Esa concentración es la clave. La cuota se redactó pensando en la entrada al mercado de BYD, Chery y Geely. En la práctica ha funcionado como una exención arancelaria para la fábrica china de una empresa estadounidense.

Qué ocurre cuando se agote

Si los 9.437 permisos restantes se consumen antes del 31 de agosto, las importaciones vuelven al recargo del 100 % hasta que se abra la segunda ventana. Para un comprador canadiense, eso significa que el Model 3 a 39.490 dólares canadienses es una oferta limitada por el suministro y con fecha de caducidad, no un nuevo suelo de precio: el mismo coche fuera de la cuota soporta un arancel que prácticamente lo duplica.

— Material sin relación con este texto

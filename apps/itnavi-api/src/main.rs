use clap::Parser;

#[tokio::main]
async fn main() -> color_eyre::Result<()> {
	color_eyre::install()?;

	let args = itnavi_api::Args::parse();

	itnavi_api::run(args).await
}
pub mod markers;
pub mod projection;
pub mod prompts;
pub mod resolution;
pub mod sections;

Hay una cuestión de segundo orden que los informes no responden: si Tesla ha acumulado permisos por adelantado para cubrir el inventario durante el intervalo. Global Affairs Canada publica el grado de utilización, no las asignaciones por empresa, de modo que el reparto se deduce de los datos de matriculación en lugar de estar declarado.

El paralelismo europeo

La versión europea de este debate tomó el camino contrario. La UE impuso derechos compensatorios definitivos a los coches eléctricos fabricados en China desde el 30 de octubre de 2024, con tipos fijados por fabricante. Tesla solicitó un examen individual de su planta de Shanghái y se le asignó un 7,8 %, el tipo más bajo concedido a ningún exportador, frente al 17,0 % de BYD, el 18,8 % de Geely y el 35,3 % de SAIC. Eso se suma al arancel estándar del 10 % de la UE a la importación de automóviles, y se aplica durante cinco años. Sin cuota, sin ventana, sin carrera por los permisos: un tipo permanente con el que Tesla puede planificar.

El contraste es instructivo. El diseño canadiense genera una pugna por un número fijo de plazas y otorga la ventaja a quien se mueva más rápido, que hasta ahora es Tesla. El europeo crea un diferencial de costes permanente en cuyo extremo favorable resulta que se sitúa Tesla. Ambos desenlaces benefician a la misma compañía, por razones estructurales opuestas.

A los compradores europeos no les afecta directamente la ventana canadiense. Lo que demuestra es hasta qué punto el margen de maniobra de Tesla en los precios de cualquier mercado depende ahora de si la producción de Shanghái puede llegar hasta allí, y en qué condiciones.